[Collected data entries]
Content starts

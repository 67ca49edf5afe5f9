//! EIP-7702 authorization hashing and signing.
//!
//! An authorization lets an EOA delegate its code to a contract while keeping
//! its address. The signed digest is
//! `keccak256(0x05 || rlp([chain_id, address, nonce]))`.

use crate::{AccountError, SigningAccount};
use alloy_primitives::{keccak256, Address, B256, U256};
use alloy_rlp::RlpEncodable;
use serde::{Deserialize, Serialize};

/// EIP-7702 transaction type, used as the domain separator of the digest.
const MAGIC: u8 = 0x05;

/// What an authorization delegates to, and where.
#[derive(Debug, Clone, Copy, PartialEq, Eq, Serialize, Deserialize)]
#[serde(rename_all = "camelCase")]
pub struct AuthorizationParams {
	pub contract_address: Address,
	pub chain_id: u64,
	pub nonce: u64,
}

/// A signed authorization tuple.
#[derive(Debug, Clone, Copy, PartialEq, Eq, Serialize, Deserialize)]
#[serde(rename_all = "camelCase")]
pub struct AuthorizationResult {
	pub contract_address: Address,
	pub chain_id: u64,
	pub nonce: u64,
	pub r: B256,
	pub s: B256,
	/// Legacy recovery id, `y_parity + 27`.
	pub v: u8,
	pub y_parity: u8,
}

#[derive(RlpEncodable)]
struct AuthorizationTuple {
	chain_id: U256,
	address: Address,
	nonce: u64,
}

/// Computes the digest an account signs to authorize delegation to `contract_address`.
///
/// Zero-valued integers encode as the empty RLP string.
pub fn authorization_hash(contract_address: Address, chain_id: u64, nonce: u64) -> B256 {
	let tuple = AuthorizationTuple {
		chain_id: U256::from(chain_id),
		address: contract_address,
		nonce,
	};
	let mut preimage = Vec::with_capacity(64);
	preimage.push(MAGIC);
	preimage.extend_from_slice(&alloy_rlp::encode(&tuple));
	keccak256(&preimage)
}

/// Splits a 65-byte `r || s || v` signature and normalizes the recovery byte.
///
/// Accepts a recovery byte of 0/1 or 27/28 and returns `(r, s, y_parity)`.
pub fn split_signature(signature: &[u8]) -> Result<(B256, B256, u8), AccountError> {
	if signature.len() != 65 {
		return Err(AccountError::InvalidSignature(format!(
			"expected 65 bytes, got {}",
			signature.len()
		)));
	}
	let r = B256::from_slice(&signature[..32]);
	let s = B256::from_slice(&signature[32..64]);
	let y_parity = match signature[64] {
		0 | 27 => 0,
		1 | 28 => 1,
		other => {
			return Err(AccountError::InvalidSignature(format!(
				"unexpected recovery byte {}",
				other
			)))
		},
	};
	Ok((r, s, y_parity))
}

/// Signs an EIP-7702 authorization with an account able to sign raw digests.
///
/// Fails with [`AccountError::UnsupportedSigningCapability`] before prompting
/// the account when it only offers message signing. Otherwise exactly one
/// signing request is issued.
pub async fn sign_authorization(
	account: &dyn SigningAccount,
	params: AuthorizationParams,
) -> Result<AuthorizationResult, AccountError> {
	if !account.supports_raw_signing() {
		return Err(AccountError::UnsupportedSigningCapability);
	}

	let digest = authorization_hash(params.contract_address, params.chain_id, params.nonce);
	let signature = account.sign_hash(digest).await?;
	let (r, s, y_parity) = split_signature(&signature)?;

	tracing::debug!(
		signer = %account.address(),
		contract = %params.contract_address,
		chain_id = params.chain_id,
		nonce = params.nonce,
		"Signed EIP-7702 authorization"
	);

	Ok(AuthorizationResult {
		contract_address: params.contract_address,
		chain_id: params.chain_id,
		nonce: params.nonce,
		r,
		s,
		v: y_parity + 27,
		y_parity,
	})
}

#[cfg(test)]
mod tests {
	use super::*;
	use crate::implementations::{local::LocalAccount, remote::RemoteAccount};
	use alloy_eips::eip7702::Authorization;
	use alloy_primitives::{address, Signature};
	use grants_types::testing::ScriptedTransport;
	use std::sync::Arc;

	const KERNEL: Address = address!("d6CEDDe84be40893d153Be9d467CD6aD37875b28");

	fn local() -> LocalAccount {
		LocalAccount::from_private_key(
			"0xac0974bec39a17e36ba4a6b4d238ff944bacb478cbed5efcae784d7bf4f2ff80",
		)
		.unwrap()
	}

	#[test]
	fn test_hash_matches_eip7702_reference() {
		for (chain_id, nonce) in [(1u64, 0u64), (10, 7), (42220, 1 << 40)] {
			let reference = Authorization {
				chain_id: U256::from(chain_id),
				address: KERNEL,
				nonce,
			}
			.signature_hash();
			assert_eq!(authorization_hash(KERNEL, chain_id, nonce), reference);
		}
	}

	#[test]
	fn test_hash_is_deterministic_and_field_sensitive() {
		let base = authorization_hash(KERNEL, 10, 3);
		assert_eq!(base, authorization_hash(KERNEL, 10, 3));
		assert_ne!(base, authorization_hash(KERNEL, 11, 3));
		assert_ne!(base, authorization_hash(KERNEL, 10, 4));
		assert_ne!(base, authorization_hash(Address::ZERO, 10, 3));
		// Chain id 0 (any chain) is a distinct, valid digest.
		assert_ne!(base, authorization_hash(KERNEL, 0, 3));
	}

	#[test]
	fn test_split_signature_normalizes_recovery_byte() {
		let mut raw = [0x11u8; 65];
		for (byte, parity) in [(0u8, 0u8), (1, 1), (27, 0), (28, 1)] {
			raw[64] = byte;
			let (r, s, y_parity) = split_signature(&raw).unwrap();
			assert_eq!(r, B256::repeat_byte(0x11));
			assert_eq!(s, B256::repeat_byte(0x11));
			assert_eq!(y_parity, parity);
		}
		raw[64] = 2;
		assert!(split_signature(&raw).is_err());
		assert!(split_signature(&raw[..64]).is_err());
	}

	#[tokio::test]
	async fn test_sign_authorization_recovers_signer() {
		let account = local();
		let params = AuthorizationParams {
			contract_address: KERNEL,
			chain_id: 10,
			nonce: 5,
		};
		let result = sign_authorization(&account, params).await.unwrap();
		assert_eq!(result.v, result.y_parity + 27);
		assert_eq!(result.contract_address, KERNEL);

		let signature = Signature::new(
			U256::from_be_bytes(result.r.0),
			U256::from_be_bytes(result.s.0),
			result.y_parity == 1,
		);
		let recovered = signature
			.recover_address_from_prehash(&authorization_hash(KERNEL, 10, 5))
			.unwrap();
		assert_eq!(recovered, account.address());
	}

	#[tokio::test]
	async fn test_injected_wallet_is_unsupported_without_prompt() {
		let transport = Arc::new(ScriptedTransport::new());
		let account = RemoteAccount::new(KERNEL, transport.clone());
		let params = AuthorizationParams {
			contract_address: KERNEL,
			chain_id: 10,
			nonce: 0,
		};
		let err = sign_authorization(&account, params).await.unwrap_err();
		assert!(matches!(err, AccountError::UnsupportedSigningCapability));
		assert!(transport.calls().is_empty());
	}
}
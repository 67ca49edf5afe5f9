//! Disbursement entry point.

use crate::builder::SafeTransactionBuilder;
use crate::coordinator::SafeSigningCoordinator;
use crate::token::TokenReader;
use crate::SafeError;
use alloy_primitives::Address;
use grants_provider::RequestDispatcher;
use grants_types::{format_token_amount, BatchedTransaction, DisbursementRequest, TransactionResult};
use std::sync::Arc;
use thiserror::Error;
use tracing::instrument;

/// Malformed requests, rejected before anything is signed.
#[derive(Debug, Clone, PartialEq, Eq, Error)]
pub enum InputError {
	#[error("No wallet connected")]
	WalletNotConnected,
	#[error("No Safe address given")]
	MissingSafeAddress,
	#[error("No valid recipients")]
	EmptyRecipients,
}

#[derive(Debug, Error)]
pub enum DisbursementError {
	#[error(transparent)]
	Input(#[from] InputError),
	#[error(transparent)]
	Safe(#[from] SafeError),
}

/// Validates a request, builds the batch and hands it to the coordinator.
pub struct DisbursementService {
	builder: SafeTransactionBuilder,
	coordinator: SafeSigningCoordinator,
	tokens: Arc<dyn TokenReader>,
}

impl DisbursementService {
	pub fn new(
		builder: SafeTransactionBuilder,
		coordinator: SafeSigningCoordinator,
		tokens: Arc<dyn TokenReader>,
	) -> Self {
		Self {
			builder,
			coordinator,
			tokens,
		}
	}

	#[instrument(skip_all, fields(chain_id = request.chain_id, token = %request.token_symbol))]
	pub async fn disburse(
		&self,
		request: &DisbursementRequest,
		signer: Option<Arc<dyn RequestDispatcher>>,
	) -> Result<TransactionResult, DisbursementError> {
		let signer = signer.ok_or(InputError::WalletNotConnected)?;
		let safe = request.safe_address.ok_or(InputError::MissingSafeAddress)?;
		if !request.recipients.iter().any(|r| r.is_valid()) {
			return Err(InputError::EmptyRecipients.into());
		}

		let batch = self
			.builder
			.build(safe, &request.recipients, &request.token_symbol, request.chain_id)
			.await?;
		self.check_balance(safe, &batch).await;

		tracing::info!(
			safe = %safe,
			recipients = batch.total_recipients,
			total = %batch.total_amount,
			"Disbursing"
		);
		Ok(self.coordinator.execute(&batch, signer).await?)
	}

	/// Warns when the Safe cannot cover the batch; the Safe itself rejects the transfer.
	async fn check_balance(&self, safe: Address, batch: &BatchedTransaction) {
		match self.tokens.balance_of(batch.token_address, safe).await {
			Ok(balance) if balance < batch.total_amount_raw => tracing::warn!(
				balance = %format_token_amount(balance, batch.token_decimals),
				required = %batch.total_amount,
				"Safe balance is below the disbursement total"
			),
			Ok(_) => {},
			Err(e) => tracing::warn!(error = %e, "Could not read Safe balance"),
		}
	}
}
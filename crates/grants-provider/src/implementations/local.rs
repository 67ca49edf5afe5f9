//! Wallet client for an embedded account.
//!
//! Transactions are filled (nonce, gas, fees) and signed by an alloy provider
//! carrying the account's key; messages and typed data are signed by the
//! account itself.

use crate::{ProviderError, WalletClient};
use alloy_eips::eip2718::Encodable2718;
use alloy_network::EthereumWallet;
use alloy_primitives::{Address, Bytes, B256};
use alloy_provider::{
	fillers::{FillProvider, JoinFill, WalletFiller},
	utils::JoinedRecommendedFillers,
	Provider, ProviderBuilder, RootProvider, SendableTx,
};
use alloy_rpc_types::TransactionRequest;
use alloy_signer::Signer;
use alloy_signer_local::PrivateKeySigner;
use async_trait::async_trait;
use grants_account::SigningAccount;
use serde_json::Value;
use std::sync::Arc;

type LocalProvider =
	FillProvider<JoinFill<JoinedRecommendedFillers, WalletFiller<EthereumWallet>>, RootProvider>;

/// Alloy-backed wallet client for an account holding its own key.
pub struct LocalWalletClient {
	account: Arc<dyn SigningAccount>,
	provider: LocalProvider,
	chain_id: u64,
}

impl LocalWalletClient {
	/// Creates a client sending through `rpc_url` on `chain_id`.
	///
	/// Fails when the account does not expose a private key.
	pub fn new(
		account: Arc<dyn SigningAccount>,
		rpc_url: &str,
		chain_id: u64,
	) -> Result<Self, ProviderError> {
		let key = account.private_key().ok_or_else(|| {
			ProviderError::Wallet("Account does not hold a local private key".to_string())
		})?;
		let signer: PrivateKeySigner = key.with_exposed(|k| {
			k.parse()
				.map_err(|_| ProviderError::Wallet("Invalid private key format".to_string()))
		})?;

		let url = rpc_url.parse().map_err(|e| {
			ProviderError::Wallet(format!("Invalid RPC URL for chain {}: {}", chain_id, e))
		})?;

		let wallet = EthereumWallet::from(signer.with_chain_id(Some(chain_id)));
		let provider = ProviderBuilder::new().wallet(wallet).connect_http(url);

		Ok(Self {
			account,
			provider,
			chain_id,
		})
	}

	fn prepare(&self, tx: TransactionRequest) -> TransactionRequest {
		let mut tx = tx.from(self.account.address());
		tx.chain_id = Some(self.chain_id);
		tx
	}
}

#[async_trait]
impl WalletClient for LocalWalletClient {
	fn address(&self) -> Address {
		self.account.address()
	}

	async fn send_transaction(&self, tx: TransactionRequest) -> Result<B256, ProviderError> {
		let pending = self
			.provider
			.send_transaction(self.prepare(tx))
			.await
			.map_err(|e| ProviderError::Wallet(format!("Failed to send transaction: {}", e)))?;

		let tx_hash = *pending.tx_hash();
		tracing::info!(tx_hash = %tx_hash, chain_id = self.chain_id, "Submitted transaction");
		Ok(tx_hash)
	}

	async fn sign_transaction(&self, tx: TransactionRequest) -> Result<Bytes, ProviderError> {
		let filled = self
			.provider
			.fill(self.prepare(tx))
			.await
			.map_err(|e| ProviderError::Wallet(format!("Failed to fill transaction: {}", e)))?;

		match filled {
			SendableTx::Envelope(envelope) => Ok(envelope.encoded_2718().into()),
			SendableTx::Builder(_) => Err(ProviderError::Wallet(
				"Transaction could not be signed with the configured wallet".to_string(),
			)),
		}
	}

	async fn sign_typed_data(&self, typed_data: &Value) -> Result<Bytes, ProviderError> {
		self.account
			.sign_typed_data(typed_data)
			.await
			.map_err(|e| ProviderError::Wallet(e.to_string()))
	}

	async fn sign_message(&self, message: &[u8]) -> Result<Bytes, ProviderError> {
		self.account
			.sign_message(message)
			.await
			.map_err(|e| ProviderError::Wallet(e.to_string()))
	}
}

#[cfg(test)]
mod tests {
	use super::*;
	use grants_account::implementations::{local::LocalAccount, remote::RemoteAccount};
	use grants_types::testing::ScriptedTransport;

	const KEY: &str = "0xac0974bec39a17e36ba4a6b4d238ff944bacb478cbed5efcae784d7bf4f2ff80";

	#[tokio::test]
	async fn test_signs_with_the_account() {
		let account: Arc<dyn SigningAccount> = Arc::new(LocalAccount::from_private_key(KEY).unwrap());
		let client = LocalWalletClient::new(account.clone(), "http://127.0.0.1:8545", 10).unwrap();
		assert_eq!(client.address(), account.address());

		let from_client = client.sign_message(b"grants").await.unwrap();
		let from_account = account.sign_message(b"grants").await.unwrap();
		assert_eq!(from_client, from_account);
	}

	#[test]
	fn test_requires_private_key() {
		let account: Arc<dyn SigningAccount> = Arc::new(RemoteAccount::new(
			Address::repeat_byte(1),
			Arc::new(ScriptedTransport::new()),
		));
		assert!(matches!(
			LocalWalletClient::new(account, "http://127.0.0.1:8545", 10),
			Err(ProviderError::Wallet(_))
		));
	}

	#[test]
	fn test_rejects_bad_rpc_url() {
		let account: Arc<dyn SigningAccount> = Arc::new(LocalAccount::from_private_key(KEY).unwrap());
		assert!(LocalWalletClient::new(account, "not a url", 10).is_err());
	}
}
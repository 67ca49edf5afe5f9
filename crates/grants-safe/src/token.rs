//! ERC-20 reads.

use crate::SafeError;
use alloy_primitives::{Address, Bytes, U256};
use alloy_sol_types::{sol, SolCall, SolValue};
use async_trait::async_trait;
use grants_provider::RequestDispatcher;
use serde_json::json;
use std::sync::Arc;

sol! {
	interface IERC20 {
		function decimals() external view returns (uint8);
		function balanceOf(address owner) external view returns (uint256);
		function transfer(address to, uint256 amount) external returns (bool);
	}
}

/// `transfer(to, amount)` calldata.
pub fn encode_transfer(to: Address, amount: U256) -> Bytes {
	IERC20::transferCall { to, amount }.abi_encode().into()
}

/// On-chain token metadata and balances.
#[cfg_attr(test, mockall::automock)]
#[async_trait]
pub trait TokenReader: Send + Sync {
	async fn decimals(&self, token: Address) -> Result<u8, SafeError>;

	async fn balance_of(&self, token: Address, owner: Address) -> Result<U256, SafeError>;
}

/// Reads ERC-20 contracts with `eth_call` through a provider.
pub struct Erc20Reader {
	provider: Arc<dyn RequestDispatcher>,
}

impl Erc20Reader {
	pub fn new(provider: Arc<dyn RequestDispatcher>) -> Self {
		Self { provider }
	}

	async fn call_word(&self, token: Address, data: Vec<u8>) -> Result<U256, SafeError> {
		let result = self
			.provider
			.request(
				"eth_call",
				json!([{"to": token, "data": Bytes::from(data)}, "latest"]),
			)
			.await?;
		let output: Bytes = serde_json::from_value(result)
			.map_err(|e| SafeError::TokenRead(format!("{}: unexpected eth_call result: {}", token, e)))?;
		U256::abi_decode(&output)
			.map_err(|e| SafeError::TokenRead(format!("{}: {}", token, e)))
	}
}

#[async_trait]
impl TokenReader for Erc20Reader {
	async fn decimals(&self, token: Address) -> Result<u8, SafeError> {
		let decimals = self
			.call_word(token, IERC20::decimalsCall {}.abi_encode())
			.await?;
		u8::try_from(decimals)
			.map_err(|_| SafeError::TokenRead(format!("{}: decimals out of range", token)))
	}

	async fn balance_of(&self, token: Address, owner: Address) -> Result<U256, SafeError> {
		self.call_word(token, IERC20::balanceOfCall { owner }.abi_encode())
			.await
	}
}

Content ends

EXERCISE REQUIREMENTS. List all lines from the entries that include the word "preimage".

SOLVED EXERCISE.
	let mut preimage = Vec::with_capacity(64);
	preimage.push(MAGIC);
	preimage.extend_from_slice(&alloy_rlp::encode(&tuple));
	keccak256(&preimage)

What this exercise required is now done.